What is needed: Bring together copies of the lines in the data below that contain the word "HashMap".

Task inputs:
--- START ---

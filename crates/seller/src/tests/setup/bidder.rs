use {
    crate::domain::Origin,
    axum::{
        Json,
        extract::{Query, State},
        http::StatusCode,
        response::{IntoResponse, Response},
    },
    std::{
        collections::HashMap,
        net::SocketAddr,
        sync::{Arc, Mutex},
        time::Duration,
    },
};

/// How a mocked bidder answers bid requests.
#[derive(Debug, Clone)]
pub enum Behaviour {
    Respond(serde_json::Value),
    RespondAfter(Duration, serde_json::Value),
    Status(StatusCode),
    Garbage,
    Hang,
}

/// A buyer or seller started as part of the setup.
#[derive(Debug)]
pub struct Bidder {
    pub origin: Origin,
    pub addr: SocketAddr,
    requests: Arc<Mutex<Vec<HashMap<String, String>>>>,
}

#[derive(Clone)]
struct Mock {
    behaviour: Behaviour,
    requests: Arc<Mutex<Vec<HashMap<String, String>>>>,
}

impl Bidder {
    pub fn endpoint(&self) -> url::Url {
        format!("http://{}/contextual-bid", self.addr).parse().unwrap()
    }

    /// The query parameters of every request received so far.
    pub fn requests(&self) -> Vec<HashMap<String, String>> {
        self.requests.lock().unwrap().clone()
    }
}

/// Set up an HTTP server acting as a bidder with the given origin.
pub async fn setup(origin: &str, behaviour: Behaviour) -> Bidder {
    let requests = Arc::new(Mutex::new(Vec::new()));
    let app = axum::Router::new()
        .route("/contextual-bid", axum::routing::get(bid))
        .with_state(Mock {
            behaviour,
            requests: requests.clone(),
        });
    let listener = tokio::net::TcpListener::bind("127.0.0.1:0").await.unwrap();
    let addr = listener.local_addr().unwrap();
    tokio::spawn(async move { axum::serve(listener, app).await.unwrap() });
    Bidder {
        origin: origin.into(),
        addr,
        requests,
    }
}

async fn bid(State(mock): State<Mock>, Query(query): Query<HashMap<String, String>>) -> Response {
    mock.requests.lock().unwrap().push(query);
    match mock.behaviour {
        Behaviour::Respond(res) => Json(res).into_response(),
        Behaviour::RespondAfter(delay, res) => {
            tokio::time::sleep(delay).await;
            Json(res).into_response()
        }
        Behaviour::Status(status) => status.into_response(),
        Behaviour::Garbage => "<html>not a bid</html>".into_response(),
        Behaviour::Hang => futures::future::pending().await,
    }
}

--- END ---
--- START ---

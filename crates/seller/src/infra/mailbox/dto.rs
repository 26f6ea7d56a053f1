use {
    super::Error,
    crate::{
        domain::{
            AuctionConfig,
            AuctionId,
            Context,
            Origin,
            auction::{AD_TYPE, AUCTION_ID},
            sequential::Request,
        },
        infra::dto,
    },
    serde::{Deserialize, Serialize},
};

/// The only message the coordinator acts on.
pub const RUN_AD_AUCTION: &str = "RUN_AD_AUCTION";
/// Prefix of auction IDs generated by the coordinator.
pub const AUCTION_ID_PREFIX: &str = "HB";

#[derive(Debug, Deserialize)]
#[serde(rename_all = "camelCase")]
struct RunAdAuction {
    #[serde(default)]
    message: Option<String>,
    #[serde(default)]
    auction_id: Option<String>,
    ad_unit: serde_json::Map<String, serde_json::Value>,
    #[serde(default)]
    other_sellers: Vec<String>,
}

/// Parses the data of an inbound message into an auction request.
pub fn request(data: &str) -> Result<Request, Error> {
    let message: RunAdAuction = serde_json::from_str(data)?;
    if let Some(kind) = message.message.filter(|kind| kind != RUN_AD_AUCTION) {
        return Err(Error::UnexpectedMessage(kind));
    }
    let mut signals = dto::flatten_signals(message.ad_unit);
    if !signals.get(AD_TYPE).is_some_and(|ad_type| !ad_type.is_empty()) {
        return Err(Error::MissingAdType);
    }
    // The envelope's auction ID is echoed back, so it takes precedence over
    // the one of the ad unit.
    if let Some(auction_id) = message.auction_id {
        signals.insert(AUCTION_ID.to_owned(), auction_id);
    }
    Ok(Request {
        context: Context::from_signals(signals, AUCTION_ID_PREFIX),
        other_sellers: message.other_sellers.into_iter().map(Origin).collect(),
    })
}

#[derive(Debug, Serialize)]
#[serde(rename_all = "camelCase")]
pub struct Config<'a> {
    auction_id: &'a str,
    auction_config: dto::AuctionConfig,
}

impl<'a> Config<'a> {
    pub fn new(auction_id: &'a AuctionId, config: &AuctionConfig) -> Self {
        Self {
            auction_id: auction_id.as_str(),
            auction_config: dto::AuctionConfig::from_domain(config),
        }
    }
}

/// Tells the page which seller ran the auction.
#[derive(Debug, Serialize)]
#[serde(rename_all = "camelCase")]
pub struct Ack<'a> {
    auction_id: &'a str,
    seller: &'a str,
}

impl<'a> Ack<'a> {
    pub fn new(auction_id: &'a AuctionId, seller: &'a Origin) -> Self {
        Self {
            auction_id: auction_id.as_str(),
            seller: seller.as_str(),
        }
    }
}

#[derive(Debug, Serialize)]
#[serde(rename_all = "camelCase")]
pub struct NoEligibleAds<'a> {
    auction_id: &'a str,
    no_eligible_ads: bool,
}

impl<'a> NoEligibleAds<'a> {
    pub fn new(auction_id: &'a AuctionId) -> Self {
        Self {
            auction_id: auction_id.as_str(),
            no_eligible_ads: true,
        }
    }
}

--- END ---

Written answer:
        collections::HashMap,
    requests: Arc<Mutex<Vec<HashMap<String, String>>>>,
    requests: Arc<Mutex<Vec<HashMap<String, String>>>>,
    pub fn requests(&self) -> Vec<HashMap<String, String>> {
async fn bid(State(mock): State<Mock>, Query(query): Query<HashMap<String, String>>) -> Response {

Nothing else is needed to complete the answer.